Saved data entries.
☆ ☆ ☆

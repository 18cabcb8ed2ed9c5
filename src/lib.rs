pub mod app;
pub mod chart;
pub mod data;
pub mod elasticity;
pub mod errors;
pub mod format;
pub mod handlers;
pub mod models;
pub mod scenario;
pub mod storage;
pub mod ui;
pub mod state;

pub use app::router;
pub use elasticity::{calculate_elasticity, media_elasticity};
pub use errors::DashboardError;
pub use scenario::{Scenario, select_series};
pub use state::AppState;
pub use storage::{load_data, resolve_data_path};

☆ ☆ ☆

Every record should be printed again exactly as it reads.

Final answer.
repository 18cabcb8ed2ed9c5
filename src/lib.rs
pub mod app;
pub mod chart;
pub mod data;
pub mod elasticity;
pub mod errors;
pub mod format;
pub mod handlers;
pub mod models;
pub mod scenario;
pub mod storage;
pub mod ui;
pub mod state;

pub use app::router;
pub use elasticity::{calculate_elasticity, media_elasticity};
pub use errors::DashboardError;
pub use scenario::{Scenario, select_series};
pub use state::AppState;
pub use storage::{load_data, resolve_data_path};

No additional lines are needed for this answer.